« Dégustez et surtout ne laissez pas refroidir. » par ABS Mag

Comme bien des musiques de tradition orale, le funk n’est peut être pas à l’abri, un jour ou l’autre, d’une révélation qui chamboulera tous nos savoirs sur ses origines. Pour l’heure, c’est par la musique syncopée des Caraïbes à la fin des années quarante que le spécialiste Bruno Blum débute un voyage torride - et sans la clim’- en 67 escales qui nous mènent de l’Afro-cubain Machito au Louisianais Eddie Bo. Comme le rappelle le compilateur, le terme « funk » signifie mauvaise odeur corporelle. Ce qui peut aussi endosser une connotation positive dans certaines communautés noires quand on désigne comme « funky » celui qui a travaillé et transpiré. Un premier CD titré « The Deep Caribbean Roots of Funk » voyage de Kingston à Port-au-Prince, via La Havane, les Bermudes et Pointe à Pitre. On y découvre comment « El Loco Cha Cha Cha »  de René Touzet prépare le terrain au « Louie Louie » de Richard Berry, ou encore quatre manières de décliner du limbo. Avec en fil rouge les influences croisées d’Allen Toussaint et de Bo Diddley sur le funk US. Le second, « Funky Jazz, Hard Bop, Soul Jazz », parle de lui-même. Rares sont les combos qui n’ont pas inscrit au moins une fois à leur répertoire un thème afro-cubain. James Moody ou Dizzy Gillespie devenant même des familiers du genre.

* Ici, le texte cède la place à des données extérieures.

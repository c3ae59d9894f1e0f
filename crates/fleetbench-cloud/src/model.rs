//! Data model shared by every lifecycle component

use crate::error::{CloudError, Result};
use serde::{Deserialize, Serialize};
use std::collections::{BTreeMap, BTreeSet, HashMap};
use std::fmt;

/// Separator between the fields of an encoded [`WorkerResult`]
pub const RESULT_DELIMITER: char = ',';

/// Status string reported by the provider once creation succeeded
pub const STATUS_CREATE_COMPLETE: &str = "CREATE_COMPLETE";

/// Status reported for a stack the provider no longer knows about
pub const STATUS_DELETE_COMPLETE: &str = "DELETE_COMPLETE";

/// Opaque handle of one worker instance
#[derive(Debug, Clone, PartialEq, Eq, Hash, PartialOrd, Ord, Serialize, Deserialize)]
#[serde(transparent)]
pub struct WorkerId(String);

impl WorkerId {
    pub fn new(id: impl Into<String>) -> Self {
        Self(id.into())
    }

    pub fn as_str(&self) -> &str {
        &self.0
    }

    /// Key under which the worker publishes its result
    pub fn result_key(&self) -> &str {
        &self.0
    }
}

impl fmt::Display for WorkerId {
    fn fmt(&self, f: &mut fmt::Formatter<'_>) -> fmt::Result {
        f.write_str(&self.0)
    }
}

impl From<&str> for WorkerId {
    fn from(id: &str) -> Self {
        Self::new(id)
    }
}

impl From<String> for WorkerId {
    fn from(id: String) -> Self {
        Self(id)
    }
}

/// Measurements reported by a single worker
#[derive(Debug, Clone, Copy, PartialEq, Eq, Serialize, Deserialize)]
#[serde(rename_all = "camelCase")]
pub struct WorkerResult {
    pub creation_time_ms: u64,
    pub copy_time_ms: u64,
    pub deletion_time_ms: u64,
}

impl WorkerResult {
    pub fn new(creation_time_ms: u64, copy_time_ms: u64, deletion_time_ms: u64) -> Self {
        Self {
            creation_time_ms,
            copy_time_ms,
            deletion_time_ms,
        }
    }

    /// Encode as the comma-joined triple workers write to the store
    pub fn encode(&self) -> String {
        format!(
            "{}{d}{}{d}{}",
            self.creation_time_ms,
            self.copy_time_ms,
            self.deletion_time_ms,
            d = RESULT_DELIMITER
        )
    }

    /// Parse the raw value a worker stored under its key
    ///
    /// Exactly three non-negative decimal fields are accepted, in the order
    /// creation, copy, deletion. Whitespace around a field is ignored.
    pub fn parse(worker_id: &WorkerId, raw: &str) -> Result<Self> {
        let malformed = || CloudError::MalformedResult {
            worker_id: worker_id.to_string(),
            value: raw.to_string(),
        };

        let fields = raw
            .split(RESULT_DELIMITER)
            .map(|field| field.trim().parse::<u64>())
            .collect::<std::result::Result<Vec<_>, _>>()
            .map_err(|_| malformed())?;

        match fields.as_slice() {
            [creation, copy, deletion] => Ok(Self::new(*creation, *copy, *deletion)),
            _ => Err(malformed()),
        }
    }
}

/// Results of one run, index-aligned with the worker resolution order
#[derive(Debug, Clone, Default, PartialEq, Eq, Serialize)]
#[serde(transparent)]
pub struct RunResult(Vec<WorkerResult>);

impl RunResult {
    pub fn new(results: Vec<WorkerResult>) -> Self {
        Self(results)
    }

    pub fn len(&self) -> usize {
        self.0.len()
    }

    pub fn is_empty(&self) -> bool {
        self.0.is_empty()
    }

    pub fn iter(&self) -> impl Iterator<Item = &WorkerResult> {
        self.0.iter()
    }

    pub fn into_inner(self) -> Vec<WorkerResult> {
        self.0
    }
}

impl std::ops::Index<usize> for RunResult {
    type Output = WorkerResult;

    fn index(&self, index: usize) -> &Self::Output {
        &self.0[index]
    }
}

/// Value of a template parameter
#[derive(Debug, Clone, PartialEq, Eq, Serialize, Deserialize)]
#[serde(untagged)]
pub enum ParameterValue {
    Integer(i64),
    Text(String),
}

impl fmt::Display for ParameterValue {
    fn fmt(&self, f: &mut fmt::Formatter<'_>) -> fmt::Result {
        match self {
            ParameterValue::Integer(v) => write!(f, "{}", v),
            ParameterValue::Text(v) => f.write_str(v),
        }
    }
}

impl From<&str> for ParameterValue {
    fn from(v: &str) -> Self {
        ParameterValue::Text(v.to_string())
    }
}

impl From<String> for ParameterValue {
    fn from(v: String) -> Self {
        ParameterValue::Text(v)
    }
}

impl From<i64> for ParameterValue {
    fn from(v: i64) -> Self {
        ParameterValue::Integer(v)
    }
}

impl From<u32> for ParameterValue {
    fn from(v: u32) -> Self {
        ParameterValue::Integer(i64::from(v))
    }
}

/// A named request to create a group of workers from a template
#[derive(Debug, Clone, Serialize, Deserialize)]
pub struct ProvisioningRequest {
    /// Unique name; the only identity of the request after submission
    pub name: String,

    /// Template body, passed to the provider untouched
    pub template_body: String,

    /// Template parameters
    pub parameters: BTreeMap<String, ParameterValue>,

    /// Elevated-privilege grants the template requires
    pub capabilities: BTreeSet<String>,
}

impl ProvisioningRequest {
    pub fn new(name: impl Into<String>, template_body: impl Into<String>) -> Self {
        Self {
            name: name.into(),
            template_body: template_body.into(),
            parameters: BTreeMap::new(),
            capabilities: BTreeSet::new(),
        }
    }

    pub fn with_parameter(mut self, key: impl Into<String>, value: impl Into<ParameterValue>) -> Self {
        self.parameters.insert(key.into(), value.into());
        self
    }

    pub fn with_capability(mut self, capability: impl Into<String>) -> Self {
        self.capabilities.insert(capability.into());
        self
    }
}

/// Lifecycle state derived from a provider status string
#[derive(Debug, Clone, Copy, PartialEq, Eq, Serialize, Deserialize)]
#[serde(rename_all = "SCREAMING_SNAKE_CASE")]
pub enum ProvisioningState {
    InProgress,
    Complete,
    Failed,
}

impl ProvisioningState {
    /// Map a provider status string to a lifecycle state
    pub fn from_status(status: &str) -> Self {
        if status == STATUS_CREATE_COMPLETE {
            ProvisioningState::Complete
        } else if status.ends_with("_FAILED")
            || status.contains("ROLLBACK")
            || status.starts_with("DELETE_")
        {
            ProvisioningState::Failed
        } else {
            ProvisioningState::InProgress
        }
    }

    pub fn is_terminal(&self) -> bool {
        !matches!(self, ProvisioningState::InProgress)
    }
}

impl fmt::Display for ProvisioningState {
    fn fmt(&self, f: &mut fmt::Formatter<'_>) -> fmt::Result {
        match self {
            ProvisioningState::InProgress => write!(f, "in-progress"),
            ProvisioningState::Complete => write!(f, "complete"),
            ProvisioningState::Failed => write!(f, "failed"),
        }
    }
}

/// Provider view of a provisioning request
#[derive(Debug, Clone, PartialEq, Eq, Serialize, Deserialize)]
pub struct StackDescriptor {
    pub name: String,

    /// Raw provider status
    pub status: String,

    /// Provider explanation of the status, if any
    pub status_reason: Option<String>,

    /// Resolved template outputs
    pub outputs: HashMap<String, String>,
}

impl StackDescriptor {
    pub fn new(name: impl Into<String>, status: impl Into<String>) -> Self {
        Self {
            name: name.into(),
            status: status.into(),
            status_reason: None,
            outputs: HashMap::new(),
        }
    }

    pub fn with_output(mut self, key: impl Into<String>, value: impl Into<String>) -> Self {
        self.outputs.insert(key.into(), value.into());
        self
    }

    pub fn state(&self) -> ProvisioningState {
        ProvisioningState::from_status(&self.status)
    }

    pub fn has_failed(&self) -> bool {
        self.state() == ProvisioningState::Failed
    }

    pub fn output(&self, key: &str) -> Option<&str> {
        self.outputs.get(key).map(String::as_str)
    }
}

Sun Ra est là aussi, qui jette les bases du cosmic funk, alors que plus rien ne semble séparer Moondog enregistré dans une rue de New York d’un griot capté dans la brousse. Agitez ces deux CD, mélangez, branchez le mixeur et vous obtiendrez le contenu du troisième : « Negro Spirituals, Blues & Soul ». Forcément le plus familier à l’amateur de R’n’B 50/60 avec l’incontournable Bo, James Brown – le type qui a le plus transpiré dans le showbiz’-, plein de Louisianais et même un clin d’œil à Elvis, pourtant toujours si propre sur lui. Dégustez et surtout ne laissez pas refroidir.